Input material section start

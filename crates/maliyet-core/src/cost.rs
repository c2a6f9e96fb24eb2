//! 成本定義模型（kargo / kaplama）

use once_cell::sync::Lazy;
use regex::Regex;
use rust_decimal::Decimal;
use serde::{Deserialize, Serialize};

/// 貨運代碼樣式：`m- 13`、`M -13C` 等皆正規化為 `M-13` 形式
static KARGO_CODE_PATTERN: Lazy<Regex> =
    Lazy::new(|| Regex::new(r"([A-Z])\s*-\s*([0-9]+[A-Z]?)").unwrap());

/// 成本分類
#[derive(Debug, Clone, Copy, PartialEq, Eq, Serialize, Deserialize)]
pub enum CostCategory {
    /// 貨運
    Kargo,
    /// 鍍層
    Kaplama,
}

/// 貨運箱容量上限
#[derive(Debug, Clone, Copy, Serialize, Deserialize)]
pub struct BoxCapacity {
    /// 長邊上限（公分）
    pub max_long: Decimal,

    /// 短邊上限（公分）
    pub max_short: Decimal,

    /// 高（公分，體積 desi 計算用，可缺）
    pub yukseklik: Option<Decimal>,
}

impl BoxCapacity {
    /// 創建新的箱容量（長短邊自動取大小，方向無關）
    pub fn new(en: Decimal, boy: Decimal) -> Self {
        Self {
            max_long: en.max(boy),
            max_short: en.min(boy),
            yukseklik: None,
        }
    }

    /// 建構器模式：設置高度
    pub fn with_yukseklik(mut self, yukseklik: Decimal) -> Self {
        self.yukseklik = Some(yukseklik);
        self
    }

    /// 箱底面積（長邊 × 短邊），裝箱匹配的主要排序鍵
    pub fn footprint(&self) -> Decimal {
        self.max_long * self.max_short
    }
}

/// 成本定義：一個命名的成本項目
///
/// kargo 項目內嵌箱容量與貨運代碼；kaplama 項目只有名稱與啟用旗標。
#[derive(Debug, Clone, Serialize, Deserialize)]
pub struct CostDefinition {
    /// 成本定義ID
    pub id: i64,

    /// 名稱（唯一）
    pub name: String,

    /// 分類
    pub category: CostCategory,

    /// 貨運代碼（只有 kargo 分類有值）
    pub kargo_code: Option<String>,

    /// 箱容量（只有 kargo 分類有值）
    pub capacity: Option<BoxCapacity>,

    /// 是否啟用
    pub is_active: bool,
}

impl CostDefinition {
    /// 創建 kargo 成本定義（代碼先由名稱正規化，失敗則留空）
    pub fn kargo(id: i64, name: String, capacity: BoxCapacity) -> Self {
        let kargo_code = normalize_kargo_code(&name);
        Self {
            id,
            name,
            category: CostCategory::Kargo,
            kargo_code,
            capacity: Some(capacity),
            is_active: true,
        }
    }

    /// 創建 kaplama 成本定義
    pub fn kaplama(id: i64, name: String) -> Self {
        Self {
            id,
            name,
            category: CostCategory::Kaplama,
            kargo_code: None,
            capacity: None,
            is_active: true,
        }
    }

    /// 建構器模式：設置貨運代碼（自動正規化）
    pub fn with_kargo_code(mut self, code: &str) -> Self {
        self.kargo_code = normalize_kargo_code(code);
        self
    }

    /// 建構器模式：設置啟用旗標
    pub fn with_is_active(mut self, active: bool) -> Self {
        self.is_active = active;
        self
    }

    /// 是否為啟用中的 kargo 定義
    pub fn is_active_kargo(&self) -> bool {
        self.is_active && self.category == CostCategory::Kargo
    }

    /// 是否為啟用中的 kaplama 定義
    pub fn is_active_kaplama(&self) -> bool {
        self.is_active && self.category == CostCategory::Kaplama
    }
}

/// 將 `m- 13`、`M -13c` 等自由格式正規化為 `M-13` 形式
pub fn normalize_kargo_code(value: &str) -> Option<String> {
    let upper = value.trim().to_uppercase();
    if upper.is_empty() {
        return None;
    }
    KARGO_CODE_PATTERN
        .captures(&upper)
        .map(|caps| format!("{}-{}", &caps[1], &caps[2]))
}

#[cfg(test)]
mod tests {
    use super::*;
    use rstest::rstest;

    #[rstest]
    #[case("M-13", Some("M-13"))]
    #[case("m- 13", Some("M-13"))]
    #[case("M - 13C", Some("M-13C"))]
    #[case("Kargo m-7 standart", Some("M-7"))]
    #[case("Gold Kaplama", None)]
    #[case("", None)]
    fn test_normalize_kargo_code(#[case] input: &str, #[case] expected: Option<&str>) {
        assert_eq!(normalize_kargo_code(input).as_deref(), expected);
    }

    #[test]
    fn test_box_capacity_orientation_free() {
        let cap = BoxCapacity::new(Decimal::from(30), Decimal::from(45));
        assert_eq!(cap.max_long, Decimal::from(45));
        assert_eq!(cap.max_short, Decimal::from(30));
        assert_eq!(cap.footprint(), Decimal::from(1350));
    }

    #[test]
    fn test_kargo_definition_gets_code_from_name() {
        let def = CostDefinition::kargo(
            1,
            "M-13".to_string(),
            BoxCapacity::new(Decimal::from(60), Decimal::from(40)),
        );
        assert_eq!(def.kargo_code.as_deref(), Some("M-13"));
        assert!(def.is_active_kargo());
        assert!(!def.is_active_kaplama());
    }
}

Input material section end

■ Exercise requirements
Output every record above a second time, exactly.

■ Answer for this exercise
filename crates/maliyet-core/src/cost.rs
repository c2a6f9e96fb24eb2
//! 成本定義模型（kargo / kaplama）

use once_cell::sync::Lazy;
use regex::Regex;
use rust_decimal::Decimal;
use serde::{Deserialize, Serialize};

/// 貨運代碼樣式：`m- 13`、`M -13C` 等皆正規化為 `M-13` 形式
static KARGO_CODE_PATTERN: Lazy<Regex> =
    Lazy::new(|| Regex::new(r"([A-Z])\s*-\s*([0-9]+[A-Z]?)").unwrap());

/// 成本分類
#[derive(Debug, Clone, Copy, PartialEq, Eq, Serialize, Deserialize)]
pub enum CostCategory {
    /// 貨運
    Kargo,
    /// 鍍層
    Kaplama,
}

/// 貨運箱容量上限
#[derive(Debug, Clone, Copy, Serialize, Deserialize)]
pub struct BoxCapacity {
    /// 長邊上限（公分）
    pub max_long: Decimal,

    /// 短邊上限（公分）
    pub max_short: Decimal,

    /// 高（公分，體積 desi 計算用，可缺）
    pub yukseklik: Option<Decimal>,
}

impl BoxCapacity {
    /// 創建新的箱容量（長短邊自動取大小，方向無關）
    pub fn new(en: Decimal, boy: Decimal) -> Self {
        Self {
            max_long: en.max(boy),
            max_short: en.min(boy),
            yukseklik: None,
        }
    }

    /// 建構器模式：設置高度
    pub fn with_yukseklik(mut self, yukseklik: Decimal) -> Self {
        self.yukseklik = Some(yukseklik);
        self
    }

    /// 箱底面積（長邊 × 短邊），裝箱匹配的主要排序鍵
    pub fn footprint(&self) -> Decimal {
        self.max_long * self.max_short
    }
}

/// 成本定義：一個命名的成本項目
///
/// kargo 項目內嵌箱容量與貨運代碼；kaplama 項目只有名稱與啟用旗標。
#[derive(Debug, Clone, Serialize, Deserialize)]
pub struct CostDefinition {
    /// 成本定義ID
    pub id: i64,

    /// 名稱（唯一）
    pub name: String,

    /// 分類
    pub category: CostCategory,

    /// 貨運代碼（只有 kargo 分類有值）
    pub kargo_code: Option<String>,

    /// 箱容量（只有 kargo 分類有值）
    pub capacity: Option<BoxCapacity>,

    /// 是否啟用
    pub is_active: bool,
}

impl CostDefinition {
    /// 創建 kargo 成本定義（代碼先由名稱正規化，失敗則留空）
    pub fn kargo(id: i64, name: String, capacity: BoxCapacity) -> Self {
        let kargo_code = normalize_kargo_code(&name);
        Self {
            id,
            name,
            category: CostCategory::Kargo,
            kargo_code,
            capacity: Some(capacity),
            is_active: true,
        }
    }

    /// 創建 kaplama 成本定義
    pub fn kaplama(id: i64, name: String) -> Self {
        Self {
            id,
            name,
            category: CostCategory::Kaplama,
            kargo_code: None,
            capacity: None,
            is_active: true,
        }
    }

    /// 建構器模式：設置貨運代碼（自動正規化）
    pub fn with_kargo_code(mut self, code: &str) -> Self {
        self.kargo_code = normalize_kargo_code(code);
        self
    }

    /// 建構器模式：設置啟用旗標
    pub fn with_is_active(mut self, active: bool) -> Self {
        self.is_active = active;
        self
    }

    /// 是否為啟用中的 kargo 定義
    pub fn is_active_kargo(&self) -> bool {
        self.is_active && self.category == CostCategory::Kargo
    }

    /// 是否為啟用中的 kaplama 定義
    pub fn is_active_kaplama(&self) -> bool {
        self.is_active && self.category == CostCategory::Kaplama
    }
}

/// 將 `m- 13`、`M -13c` 等自由格式正規化為 `M-13` 形式
pub fn normalize_kargo_code(value: &str) -> Option<String> {
    let upper = value.trim().to_uppercase();
    if upper.is_empty() {
        return None;
    }
    KARGO_CODE_PATTERN
        .captures(&upper)
        .map(|caps| format!("{}-{}", &caps[1], &caps[2]))
}

#[cfg(test)]
mod tests {
    use super::*;
    use rstest::rstest;

    #[rstest]
    #[case("M-13", Some("M-13"))]
    #[case("m- 13", Some("M-13"))]
    #[case("M - 13C", Some("M-13C"))]
    #[case("Kargo m-7 standart", Some("M-7"))]
    #[case("Gold Kaplama", None)]
    #[case("", None)]
    fn test_normalize_kargo_code(#[case] input: &str, #[case] expected: Option<&str>) {
        assert_eq!(normalize_kargo_code(input).as_deref(), expected);
    }

    #[test]
    fn test_box_capacity_orientation_free() {
        let cap = BoxCapacity::new(Decimal::from(30), Decimal::from(45));
        assert_eq!(cap.max_long, Decimal::from(45));
        assert_eq!(cap.max_short, Decimal::from(30));
        assert_eq!(cap.footprint(), Decimal::from(1350));
    }

    #[test]
    fn test_kargo_definition_gets_code_from_name() {
        let def = CostDefinition::kargo(
            1,
            "M-13".to_string(),
            BoxCapacity::new(Decimal::from(60), Decimal::from(40)),
        );
        assert_eq!(def.kargo_code.as_deref(), Some("M-13"));
        assert!(def.is_active_kargo());
        assert!(!def.is_active_kaplama());
    }
}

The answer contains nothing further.